Dr Anass Bouchnita
Title:
A genotype-structured epidemiological model to gain insights into the emergence and competition of variants
Abstract:
Genotype-structured models have been instrumental in unraveling the complexities of systems originating from ecology, immunology, and oncology. These models provide a continuous framework for integrating evolutionary mechanisms into population dynamics. Here, we introduce, for the first time, a phenotype-structured model applied to the study of infectious disease. It expands on previously developed susceptible-infected-recovered (SIR) model with population-immunity and describes virus evolution as a diffusion process. After calibrating the model, we apply it to show that a high basic reproduction rate, elevated mutation rate, broader cross-protection, and diminished genotypic distance are all factors that promote the emergence of variants.
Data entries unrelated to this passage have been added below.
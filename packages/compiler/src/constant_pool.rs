//! Constant Pool
//!
//! ConstantPool tries to reuse literal factories when two or more literals are identical.
//! This optimizes the generated code by avoiding duplicate constant definitions.
//!
//! A literal seen for the first time is handed out as a `Fixup` handle that resolves to the
//! literal itself. When the same literal is requested again, a `const _cN` declaration is
//! emitted and every handle for that literal is forwarded to the shared variable.

use indexmap::IndexMap;
use log::trace;

use crate::error::{CompilerError, Result};
use crate::output::output_ast as o;
use crate::template::pipeline::ir::expression::{
    transform_expressions_in_expression, transform_expressions_in_statement, VisitorContextFlag,
};

const CONSTANT_PREFIX: &str = "_c";

/// Strings shorter than this stay inline instead of being hoisted into the pool.
pub const POOL_INCLUSION_LENGTH_THRESHOLD_FOR_STRINGS: usize = 50;

/// Handle to a pooled literal. Resolved through `ConstantPool::resolve`.
#[derive(Debug, Clone, Copy, PartialEq, Eq, Hash)]
pub struct FixupRef(pub usize);

/// A pooled literal: used as-is until it is shared, then forwarded to its variable.
#[derive(Debug, Clone)]
pub enum FixupExpression {
    Direct(o::Expression),
    Forwarded {
        original: o::Expression,
        target: o::Expression,
    },
}

impl FixupExpression {
    pub fn original(&self) -> &o::Expression {
        match self {
            FixupExpression::Direct(original) => original,
            FixupExpression::Forwarded { original, .. } => original,
        }
    }

    pub fn is_shared(&self) -> bool {
        matches!(self, FixupExpression::Forwarded { .. })
    }
}

/// A keyed kind of pooled constant whose declaration shape is chosen by the definition.
pub trait SharedConstantDefinition {
    fn key_of(&self, expr: &o::Expression) -> Result<String>;
    fn to_shared_constant_declaration(&self, name: String, expr: o::Expression) -> o::Statement;
}

/// Structural keys for the expressions the pool can deduplicate.
pub struct GenericKeyFn;

impl GenericKeyFn {
    pub const INSTANCE: GenericKeyFn = GenericKeyFn;

    pub fn key_of(&self, expr: &o::Expression) -> Result<String> {
        key_of_with(expr, &|_| None)
    }
}

/// Builds the key of `expr`, asking `special` first for every node so definitions can key
/// their own placeholder expressions.
pub fn key_of_with(
    expr: &o::Expression,
    special: &dyn Fn(&o::Expression) -> Option<String>,
) -> Result<String> {
    if let Some(key) = special(expr) {
        return Ok(key);
    }
    let key = match expr {
        o::Expression::Literal(lit) => match &lit.value {
            o::LiteralValue::String(s) => format!("\"{}\"", s),
            o::LiteralValue::Number(n) => n.to_string(),
            o::LiteralValue::Bool(b) => b.to_string(),
            o::LiteralValue::Null => "null".to_string(),
            o::LiteralValue::Undefined => "undefined".to_string(),
        },
        o::Expression::LiteralArray(arr) => {
            let entries = arr
                .entries
                .iter()
                .map(|e| key_of_with(e, special))
                .collect::<Result<Vec<_>>>()?;
            format!("[{}]", entries.join(","))
        }
        o::Expression::LiteralMap(map) => {
            let entries = map
                .entries
                .iter()
                .map(|e| {
                    let key = if e.quoted {
                        format!("\"{}\"", e.key)
                    } else {
                        e.key.clone()
                    };
                    Ok(format!("{}:{}", key, key_of_with(&e.value, special)?))
                })
                .collect::<Result<Vec<_>>>()?;
            format!("{{{}}}", entries.join(","))
        }
        o::Expression::External(ext) => format!(
            "import(\"{}\", {})",
            ext.value.module_name.as_deref().unwrap_or(""),
            ext.value.name.as_deref().unwrap_or("")
        ),
        o::Expression::ReadVar(read) => format!("read({})", read.name),
        o::Expression::TypeOf(t) => format!("typeof({})", key_of_with(&t.expr, special)?),
        o::Expression::Fixup(fixup) => format!("fixup({})", fixup.0),
        other => return Err(CompilerError::UnsupportedConstantKey(format!("{:?}", other))),
    };
    Ok(key)
}

/// A factory function for a literal with dynamic entries, plus the arguments to call it with.
#[derive(Debug, Clone)]
pub struct LiteralFactory {
    pub literal_factory: o::Expression,
    pub literal_factory_arguments: Vec<o::Expression>,
}

#[derive(Debug)]
pub struct ConstantPool {
    statements: Vec<o::Statement>,
    fixups: Vec<FixupExpression>,
    literals: IndexMap<String, FixupRef>,
    literal_factories: IndexMap<String, o::Expression>,
    shared_constants: IndexMap<String, o::Expression>,
    claimed_names: IndexMap<String, usize>,
    string_threshold: usize,
}

impl Default for ConstantPool {
    fn default() -> Self {
        Self::new()
    }
}

impl ConstantPool {
    pub fn new() -> Self {
        Self::with_string_threshold(POOL_INCLUSION_LENGTH_THRESHOLD_FOR_STRINGS)
    }

    pub fn with_string_threshold(string_threshold: usize) -> Self {
        ConstantPool {
            statements: Vec::new(),
            fixups: Vec::new(),
            literals: IndexMap::new(),
            literal_factories: IndexMap::new(),
            shared_constants: IndexMap::new(),
            claimed_names: IndexMap::new(),
            string_threshold,
        }
    }

    fn is_long_string_literal(&self, expr: &o::Expression) -> bool {
        matches!(
            expr,
            o::Expression::Literal(o::LiteralExpr { value: o::LiteralValue::String(s), .. })
                if s.len() >= self.string_threshold
        )
    }

    /// Returns a pooled handle for `literal`, or `literal` itself when it is a short primitive
    /// or already a pooled handle.
    pub fn get_const_literal(&mut self, literal: o::Expression, force_shared: bool) -> Result<o::Expression> {
        if matches!(literal, o::Expression::Fixup(_))
            || (literal.is_literal_primitive() && !self.is_long_string_literal(&literal))
        {
            return Ok(literal);
        }

        let key = GenericKeyFn::INSTANCE.key_of(&literal)?;
        let (fixup, is_new) = match self.literals.get(&key) {
            Some(existing) => (*existing, false),
            None => {
                let fixup = FixupRef(self.fixups.len());
                self.fixups.push(FixupExpression::Direct(literal));
                self.literals.insert(key.clone(), fixup);
                (fixup, true)
            }
        };

        let shared = self.fixups[fixup.0].is_shared();
        if (!is_new && !shared) || (is_new && force_shared) {
            let name = self.fresh_name();
            let original = self.fixups[fixup.0].original().clone();
            self.statements.push(declare_final(&name, original.clone()));
            trace!("forwarding pooled literal {} to {}", key, name);
            self.fixups[fixup.0] = FixupExpression::Forwarded {
                original,
                target: o::variable(name),
            };
        }

        Ok(o::Expression::Fixup(fixup))
    }

    pub fn get_shared_constant(
        &mut self,
        definition: &dyn SharedConstantDefinition,
        expr: o::Expression,
    ) -> Result<o::Expression> {
        let key = definition.key_of(&expr)?;
        if let Some(existing) = self.shared_constants.get(&key) {
            return Ok(existing.clone());
        }
        let id = self.fresh_name();
        let usage = o::variable(id.clone());
        self.statements.push(definition.to_shared_constant_declaration(id, expr));
        self.shared_constants.insert(key, usage.clone());
        Ok(usage)
    }

    /// Returns a reference to a declared function equivalent to `fn_expr`, declaring it first
    /// if no such function exists.
    pub fn get_shared_function_reference(
        &mut self,
        fn_expr: o::Expression,
        prefix: &str,
        use_unique_name: bool,
    ) -> o::Expression {
        let is_arrow = matches!(fn_expr, o::Expression::ArrowFn(_));
        for current in &self.statements {
            match (current, &fn_expr) {
                (o::Statement::DeclareVar(decl), _) if is_arrow => {
                    if decl.value.as_ref().is_some_and(|v| v.is_equivalent(&fn_expr)) {
                        return o::variable(decl.name.clone());
                    }
                }
                (o::Statement::DeclareFn(decl), o::Expression::Fn(func)) => {
                    if decl.params == func.params
                        && o::are_all_statements_equivalent(&decl.statements, &func.statements)
                    {
                        return o::variable(decl.name.clone());
                    }
                }
                _ => {}
            }
        }

        let name = if use_unique_name {
            self.unique_name(prefix, true)
        } else {
            prefix.to_string()
        };
        let stmt = match fn_expr {
            o::Expression::Fn(func) => func.to_decl_stmt(name.clone(), o::StmtModifier::Final),
            other => declare_final(&name, other),
        };
        self.statements.push(stmt);
        o::variable(name)
    }

    /// Returns a factory for a literal array or map whose non-constant entries become
    /// parameters `a0..`, along with the non-constant entries to call it with.
    pub fn get_literal_factory(&mut self, literal: o::Expression) -> Result<LiteralFactory> {
        let unknown = || o::variable("<unknown>");
        match literal {
            o::Expression::LiteralArray(arr) => {
                let for_key = o::literal_arr(
                    arr.entries
                        .iter()
                        .map(|e| if e.is_constant() { e.clone() } else { unknown() })
                        .collect(),
                );
                let key = GenericKeyFn::INSTANCE.key_of(&for_key)?;
                self.literal_factory_for(key, arr.entries, o::literal_arr)
            }
            o::Expression::LiteralMap(map) => {
                let for_key = o::literal_map(
                    map.entries
                        .iter()
                        .map(|e| {
                            let value = if e.value.is_constant() {
                                (*e.value).clone()
                            } else {
                                unknown()
                            };
                            o::LiteralMapEntry::new(e.key.clone(), value, e.quoted)
                        })
                        .collect(),
                );
                let key = GenericKeyFn::INSTANCE.key_of(&for_key)?;
                let keys: Vec<(String, bool)> =
                    map.entries.iter().map(|e| (e.key.clone(), e.quoted)).collect();
                let values = map.entries.into_iter().map(|e| *e.value).collect();
                self.literal_factory_for(key, values, move |values| {
                    o::literal_map(
                        values
                            .into_iter()
                            .zip(&keys)
                            .map(|(value, (key, quoted))| o::LiteralMapEntry::new(key.clone(), value, *quoted))
                            .collect(),
                    )
                })
            }
            other => Err(CompilerError::UnsupportedConstantKey(format!(
                "literal factory for non-literal {:?}",
                other
            ))),
        }
    }

    fn literal_factory_for(
        &mut self,
        key: String,
        values: Vec<o::Expression>,
        result_map: impl FnOnce(Vec<o::Expression>) -> o::Expression,
    ) -> Result<LiteralFactory> {
        let literal_factory_arguments: Vec<o::Expression> =
            values.iter().filter(|e| !e.is_constant()).cloned().collect();

        if let Some(existing) = self.literal_factories.get(&key) {
            return Ok(LiteralFactory {
                literal_factory: existing.clone(),
                literal_factory_arguments,
            });
        }

        let mut params = Vec::new();
        let mut result_expressions = Vec::with_capacity(values.len());
        for (index, value) in values.into_iter().enumerate() {
            if value.is_constant() {
                result_expressions.push(self.get_const_literal(value, true)?);
            } else {
                let name = format!("a{}", index);
                params.push(o::FnParam::new(name.clone()));
                result_expressions.push(o::variable(name));
            }
        }
        let factory = o::arrow_fn(
            params,
            o::ArrowFunctionBody::Expression(Box::new(result_map(result_expressions))),
        );
        let name = self.fresh_name();
        self.statements.push(declare_final(&name, factory));
        let literal_factory = o::variable(name);
        self.literal_factories.insert(key, literal_factory.clone());
        Ok(LiteralFactory {
            literal_factory,
            literal_factory_arguments,
        })
    }

    /// Produces a unique name. The first request for `name` returns it bare unless
    /// `always_include_suffix` is set; later requests append a counter.
    pub fn unique_name(&mut self, name: &str, always_include_suffix: bool) -> String {
        let count = self.claimed_names.get(name).copied().unwrap_or(0);
        let result = if count == 0 && !always_include_suffix {
            name.to_string()
        } else {
            format!("{}{}", name, count)
        };
        self.claimed_names.insert(name.to_string(), count + 1);
        result
    }

    pub fn fresh_name(&mut self) -> String {
        self.unique_name(CONSTANT_PREFIX, true)
    }

    /// Declares an arbitrary statement, e.g. an emitted child view function.
    pub fn add_statement(&mut self, stmt: o::Statement) {
        self.statements.push(stmt);
    }

    pub fn fixup(&self, fixup: FixupRef) -> Option<&FixupExpression> {
        self.fixups.get(fixup.0)
    }

    /// Returns `expr` with every pooled handle replaced by its current target.
    pub fn resolve(&self, expr: o::Expression) -> o::Expression {
        transform_expressions_in_expression(
            expr,
            &mut |e, _| match e {
                o::Expression::Fixup(fixup) => self.resolve_fixup(fixup),
                other => other,
            },
            VisitorContextFlag::NONE,
        )
    }

    fn resolve_fixup(&self, fixup: FixupRef) -> o::Expression {
        match self.fixups.get(fixup.0) {
            Some(FixupExpression::Direct(original)) => self.resolve(original.clone()),
            Some(FixupExpression::Forwarded { target, .. }) => target.clone(),
            None => o::Expression::Fixup(fixup),
        }
    }

    /// Resolves handles in a statement in place.
    pub fn resolve_statement(&self, stmt: &mut o::Statement) {
        transform_expressions_in_statement(
            stmt,
            &mut |e, _| match e {
                o::Expression::Fixup(fixup) => self.resolve_fixup(fixup),
                other => other,
            },
            VisitorContextFlag::NONE,
        );
    }

    /// The declarations made so far, in order, with pooled handles resolved.
    pub fn statements(&self) -> Vec<o::Statement> {
        self.statements
            .iter()
            .cloned()
            .map(|mut stmt| {
                self.resolve_statement(&mut stmt);
                stmt
            })
            .collect()
    }
}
Moreover, we assess the impact of variant emergence based on the characteristics of the original and emerging variant, the robustness and broadness of population immunity, and the mutation rate. Our simulations underscore the necessity of broad cross-immunity for eradicating the original variant post-emergence of a more transmissible one. Furthermore, we demonstrate that robust, cross-variant immunity reduce the frequency of outbreaks driven by virus evolution and immune waning. This adaptable approach can be used to study a wide range of viruses and can be used to integrate genomic data into epidemiological modeling frameworks.